DATA RECORDS below:

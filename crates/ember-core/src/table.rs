//! The hybrid ordered-array/hash-map table
//!
//! One container backs arrays, object property overflow and symbol tables:
//! a dense, insertion-ordered bucket arena plus a separate hash index into
//! it. Iteration walks the arena (cheap, ordered); lookup goes through the
//! index (expected O(1)); the index is rebuilt wholesale on resize, which is
//! also the only point where tombstones are compacted away.
//!
//! # Layout
//!
//! ```text
//! index:   [ head₀ | head₁ | ... | head_mask ]      hash & mask → bucket slot
//! buckets: [ b₀ | b₁ | b₂ | ... ]                   insertion order, tombstones kept
//! ```
//!
//! Collision chains thread through the buckets via the value cell's auxiliary
//! word (the slot's `aux` is the "next bucket with this index head" link).
//! Deleted buckets are tombstoned (`Undef` value, unlinked from their chain)
//! so that in-progress iteration never sees a shifted arena.

use std::collections::VecDeque;
use std::fmt;

use crate::heap::HeapRef;
use crate::string::StrRef;
use crate::value::Value;

/// Smallest arena/index capacity (power of two)
pub const HT_MIN_SIZE: u32 = 8;

/// Empty index head / end-of-chain marker
const EMPTY: u32 = u32::MAX;

/// Lookup key: integer or string
///
/// String keys own their count; cloning a key retains the string.
#[derive(Debug, Clone, PartialEq, Eq)]
pub enum Key {
    /// Integer key (also what key-less appends are assigned)
    Int(i64),
    /// String key
    Str(StrRef),
}

impl Key {
    /// Convenience constructor for a fresh (non-interned) string key
    pub fn str(s: &str) -> Key {
        Key::Str(StrRef::alloc(s))
    }

    /// Hash of this key. Integer keys hash to themselves; string hashes have
    /// the top bit forced on, so the two spaces stay disjoint for
    /// non-negative integers.
    #[inline]
    pub fn hash(&self) -> u64 {
        match self {
            Key::Int(i) => *i as u64,
            Key::Str(s) => s.hash(),
        }
    }
}

/// Borrowed view of a bucket's key during iteration
#[derive(Debug, Clone, Copy, PartialEq, Eq)]
pub enum KeyRef<'a> {
    /// Integer key
    Int(i64),
    /// String key
    Str(&'a str),
}

/// Stable reference to a bucket slot
///
/// Valid until the next structural mutation of the table: any insert that
/// triggers a resize, or the resize itself, invalidates outstanding slot
/// references (deletes of *other* keys do not). Using a stale slot is a
/// caller contract violation.
#[derive(Debug, Clone, Copy, PartialEq, Eq)]
pub struct SlotRef(pub u32);

/// One arena entry: value, cached hash, optional string key
///
/// Integer-keyed buckets store the key in `hash` and leave `key` empty. The
/// collision chain link lives in `val.aux()`.
pub struct Bucket {
    val: Value,
    hash: u64,
    key: Option<StrRef>,
}

impl Bucket {
    /// The stored value
    #[inline]
    pub fn value(&self) -> &Value {
        &self.val
    }

    /// The key, borrowed
    #[inline]
    pub fn key(&self) -> KeyRef<'_> {
        match &self.key {
            Some(s) => KeyRef::Str(s.as_str()),
            None => KeyRef::Int(self.hash as i64),
        }
    }

    #[inline]
    fn is_tombstone(&self) -> bool {
        self.val.is_undef()
    }

    fn matches(&self, h: u64, key: &Key) -> bool {
        if self.hash != h {
            return false;
        }
        match (key, &self.key) {
            (Key::Int(_), None) => true,
            (Key::Str(s), Some(k)) => k.heap_ref() == s.heap_ref() || k.as_str() == s.as_str(),
            _ => false,
        }
    }
}

/// The ordered map/array table
pub struct Table {
    buckets: Vec<Bucket>,
    index: Box<[u32]>,
    mask: u32,
    table_size: u32,
    len: u32,
    next_free: i64,
}

impl Table {
    /// Create an empty table with the minimum capacity
    pub fn new() -> Self {
        Self::with_capacity(HT_MIN_SIZE as usize)
    }

    /// Create an empty table pre-sized for at least `capacity` elements
    pub fn with_capacity(capacity: usize) -> Self {
        let size = (capacity.max(HT_MIN_SIZE as usize))
            .next_power_of_two()
            .min(u32::MAX as usize / 2) as u32;
        Self {
            buckets: Vec::with_capacity(size as usize),
            index: vec![EMPTY; size as usize].into_boxed_slice(),
            mask: size - 1,
            table_size: size,
            len: 0,
            next_free: 0,
        }
    }

    // ========================================================================
    // Queries
    // ========================================================================

    /// Number of live elements
    #[inline]
    pub fn len(&self) -> u32 {
        self.len
    }

    /// True when no live elements remain
    #[inline]
    pub fn is_empty(&self) -> bool {
        self.len == 0
    }

    /// Arena slots in use, tombstones included
    #[inline]
    pub fn used(&self) -> u32 {
        self.buckets.len() as u32
    }

    /// Current arena/index capacity
    #[inline]
    pub fn capacity(&self) -> u32 {
        self.table_size
    }

    /// The next auto-assigned integer key. Monotonically non-decreasing,
    /// deletes never roll it back.
    #[inline]
    pub fn next_free_element(&self) -> i64 {
        self.next_free
    }

    /// Locate `key`, if present
    pub fn find(&self, key: &Key) -> Option<SlotRef> {
        if self.len == 0 {
            return None;
        }
        let h = key.hash();
        let mut idx = self.index[(h & self.mask as u64) as usize];
        while idx != EMPTY {
            let b = &self.buckets[idx as usize];
            if !b.is_tombstone() && b.matches(h, key) {
                return Some(SlotRef(idx));
            }
            idx = b.val.aux();
        }
        None
    }

    /// The value stored under `key`, if present
    pub fn get(&self, key: &Key) -> Option<&Value> {
        self.find(key).map(|s| &self.buckets[s.0 as usize].val)
    }

    /// The bucket behind a slot reference
    pub fn slot(&self, slot: SlotRef) -> Option<&Bucket> {
        self.buckets.get(slot.0 as usize).filter(|b| !b.is_tombstone())
    }

    /// Mutable access to a slot's value. Overwrite through
    /// [`Value::assign`], which preserves the slot's chain link.
    pub fn slot_value_mut(&mut self, slot: SlotRef) -> Option<&mut Value> {
        self.buckets
            .get_mut(slot.0 as usize)
            .filter(|b| !b.is_tombstone())
            .map(|b| &mut b.val)
    }

    // ========================================================================
    // Mutation
    // ========================================================================

    /// Insert or update. `None` appends under the next free integer key.
    /// Returns the slot written, stable until the next structural mutation.
    ///
    /// # Panics
    ///
    /// An `Undef` value marks tombstoned buckets internally; storing one
    /// would leave the entry invisible to lookup and iteration while still
    /// counted in `len`. Passing an undef value is a contract violation.
    pub fn insert_or_update(&mut self, key: Option<Key>, val: Value) -> SlotRef {
        assert!(!val.is_undef(), "cannot store an undef value in a table");
        match key {
            None => {
                let k = self.next_free;
                self.next_free += 1;
                self.insert_int(k, val)
            }
            Some(Key::Int(i)) => self.insert_int(i, val),
            Some(Key::Str(s)) => self.insert_str(s, val),
        }
    }

    /// Append under the next free integer key
    pub fn push(&mut self, val: Value) -> SlotRef {
        self.insert_or_update(None, val)
    }

    fn insert_int(&mut self, ikey: i64, val: Value) -> SlotRef {
        let key = Key::Int(ikey);
        if let Some(slot) = self.find(&key) {
            self.buckets[slot.0 as usize].val.assign(&val);
            return slot;
        }
        if ikey >= self.next_free {
            self.next_free = ikey + 1;
        }
        self.insert_bucket(ikey as u64, None, val)
    }

    fn insert_str(&mut self, skey: StrRef, val: Value) -> SlotRef {
        let key = Key::Str(skey);
        if let Some(slot) = self.find(&key) {
            // Bucket keeps its existing key allocation.
            self.buckets[slot.0 as usize].val.assign(&val);
            return slot;
        }
        let Key::Str(skey) = key else { unreachable!() };
        let h = skey.hash();
        self.insert_bucket(h, Some(skey), val)
    }

    fn insert_bucket(&mut self, h: u64, key: Option<StrRef>, mut val: Value) -> SlotRef {
        if self.buckets.len() as u32 == self.table_size {
            self.resize();
        }
        let slot = self.buckets.len() as u32;
        let head = (h & self.mask as u64) as usize;
        val.set_aux(self.index[head]);
        self.index[head] = slot;
        self.buckets.push(Bucket { val, hash: h, key });
        self.len += 1;
        SlotRef(slot)
    }

    /// Remove `key`. The stored value's destructor runs immediately; the
    /// bucket is tombstoned and unlinked from its collision chain but not
    /// compacted, so iteration positions survive. Returns whether the key
    /// was present.
    pub fn delete(&mut self, key: &Key) -> bool {
        if self.len == 0 {
            return false;
        }
        let h = key.hash();
        let head = (h & self.mask as u64) as usize;
        let mut idx = self.index[head];
        let mut prev: Option<u32> = None;
        while idx != EMPTY {
            let found = {
                let b = &self.buckets[idx as usize];
                !b.is_tombstone() && b.matches(h, key)
            };
            if found {
                let next = self.buckets[idx as usize].val.aux();
                match prev {
                    None => self.index[head] = next,
                    Some(p) => self.buckets[p as usize].val.set_aux(next),
                }
                let b = &mut self.buckets[idx as usize];
                let old_val = std::mem::replace(&mut b.val, Value::undef());
                let old_key = b.key.take();
                drop(old_val);
                drop(old_key);
                self.len -= 1;
                return true;
            }
            prev = Some(idx);
            idx = self.buckets[idx as usize].val.aux();
        }
        false
    }

    /// Grow (or, if tombstones suffice, merely compact) and rebuild the hash
    /// index from the arena. Amortized O(1) per insert. Invalidates all
    /// outstanding [`SlotRef`]s.
    fn resize(&mut self) {
        if (self.len as usize) < self.buckets.len() {
            // Enough dead weight: compacting alone frees arena slots.
            // Vec::retain preserves insertion order.
            self.buckets.retain(|b| !b.is_tombstone());
        } else {
            let new_size = self
                .table_size
                .checked_mul(2)
                .expect("table capacity overflow");
            self.table_size = new_size;
            self.mask = new_size - 1;
            self.index = vec![EMPTY; new_size as usize].into_boxed_slice();
            self.buckets.reserve(new_size as usize - self.buckets.len());
        }
        self.rehash();
    }

    fn rehash(&mut self) {
        for head in self.index.iter_mut() {
            *head = EMPTY;
        }
        for i in 0..self.buckets.len() {
            let head = (self.buckets[i].hash & self.mask as u64) as usize;
            let next = self.index[head];
            self.buckets[i].val.set_aux(next);
            self.index[head] = i as u32;
        }
    }

    // ========================================================================
    // Iteration
    // ========================================================================

    /// Borrowing iterator in insertion order, skipping tombstones
    pub fn iter(&self) -> TableIter<'_> {
        TableIter { table: self, pos: 0 }
    }

    /// Detached cursor for iteration interleaved with mutation. Positions
    /// index the arena, so deletes of other keys (and of the current key,
    /// whose tombstone the cursor simply advances past) never invalidate it.
    /// Structural compaction (resize) does.
    pub fn cursor(&self) -> TableCursor {
        TableCursor { pos: 0 }
    }

    /// Shallow duplicate: fresh arena and index, values and keys retained,
    /// tombstones dropped. `next_free` carries over so append semantics match
    /// the source.
    pub fn duplicate(&self) -> Table {
        let mut out = Table::with_capacity(self.len as usize);
        for (k, v) in self.iter() {
            let key = match k {
                KeyRef::Int(i) => Key::Int(i),
                KeyRef::Str(s) => Key::str(s),
            };
            out.insert_or_update(Some(key), v.clone());
        }
        out.next_free = self.next_free;
        out
    }

    // ========================================================================
    // Teardown
    // ========================================================================

    /// Drain every owned value and key into the deferred-release queue.
    /// Called by heap teardown; bounded stack space even for cyclic tables.
    pub(crate) fn release_children_into(&mut self, pending: &mut VecDeque<HeapRef>) {
        for b in self.buckets.drain(..) {
            let Bucket { val, key, .. } = b;
            val.release_into(pending);
            if let Some(k) = key {
                k.release_into(pending);
            }
        }
        self.len = 0;
    }
}

impl Default for Table {
    fn default() -> Self {
        Self::new()
    }
}

impl fmt::Debug for Table {
    fn fmt(&self, f: &mut fmt::Formatter<'_>) -> fmt::Result {
        f.debug_struct("Table")
            .field("len", &self.len)
            .field("used", &self.buckets.len())
            .field("capacity", &self.table_size)
            .field("next_free", &self.next_free)
            .finish()
    }
}

/// Iterator over `(key, value)` pairs in insertion order
pub struct TableIter<'a> {
    table: &'a Table,
    pos: usize,
}

impl<'a> Iterator for TableIter<'a> {
    type Item = (KeyRef<'a>, &'a Value);

    fn next(&mut self) -> Option<Self::Item> {
        while self.pos < self.table.buckets.len() {
            let b = &self.table.buckets[self.pos];
            self.pos += 1;
            if !b.is_tombstone() {
                return Some((b.key(), &b.val));
            }
        }
        None
    }
}

/// Restartable iteration position decoupled from the table borrow
#[derive(Debug, Clone, Copy, Default)]
pub struct TableCursor {
    pos: u32,
}

impl TableCursor {
    /// A cursor at the start of the table
    pub fn new() -> Self {
        Self { pos: 0 }
    }

    /// Advance to the next live slot, if any
    pub fn next(&mut self, table: &Table) -> Option<SlotRef> {
        while (self.pos as usize) < table.buckets.len() {
            let slot = self.pos;
            self.pos += 1;
            if !table.buckets[slot as usize].is_tombstone() {
                return Some(SlotRef(slot));
            }
        }
        None
    }

    /// Rewind to the start
    pub fn rewind(&mut self) {
        self.pos = 0;
    }
}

End of DATA RECORDS.

**YOUR GOAL**:
Every line from the top of the material above through the line holding "use crate::value::Value;" should be reproduced word for word, and nothing beyond it.

**SOLUTION**:
filename crates/ember-core/src/table.rs
//! The hybrid ordered-array/hash-map table
//!
//! One container backs arrays, object property overflow and symbol tables:
//! a dense, insertion-ordered bucket arena plus a separate hash index into
//! it. Iteration walks the arena (cheap, ordered); lookup goes through the
//! index (expected O(1)); the index is rebuilt wholesale on resize, which is
//! also the only point where tombstones are compacted away.
//!
//! # Layout
//!
//! ```text
//! index:   [ head₀ | head₁ | ... | head_mask ]      hash & mask → bucket slot
//! buckets: [ b₀ | b₁ | b₂ | ... ]                   insertion order, tombstones kept
//! ```
//!
//! Collision chains thread through the buckets via the value cell's auxiliary
//! word (the slot's `aux` is the "next bucket with this index head" link).
//! Deleted buckets are tombstoned (`Undef` value, unlinked from their chain)
//! so that in-progress iteration never sees a shifted arena.

use std::collections::VecDeque;
use std::fmt;

use crate::heap::HeapRef;
use crate::string::StrRef;
use crate::value::Value;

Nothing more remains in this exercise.